**Description of the task**: I need each line of the entries below that includes the string "SampleSpec".

[Stored items]
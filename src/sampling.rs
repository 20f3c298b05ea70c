/// A haploid sample taken at `time` generations before present.
#[derive(Copy, Clone, Debug, PartialEq)]
pub struct SampleSpec {
    pub population: usize,
    pub time: f64,
}

impl SampleSpec {
    pub fn new(population: usize, time: f64) -> Self {
        Self { population, time }
    }
}

/// One fox from 1929 (time 71), two from 1988 (time 12)
/// and one from 2000 (time 0), two haplotypes each.
pub fn sni_sample_schedule() -> Vec<SampleSpec> {
    [71., 71., 12., 12., 12., 12., 0., 0.]
        .into_iter()
        .map(|time| SampleSpec::new(0, time))
        .collect()
}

**Solution to the problem**:
pub struct SampleSpec {
impl SampleSpec {
pub fn sni_sample_schedule() -> Vec<SampleSpec> {
        .map(|time| SampleSpec::new(0, time))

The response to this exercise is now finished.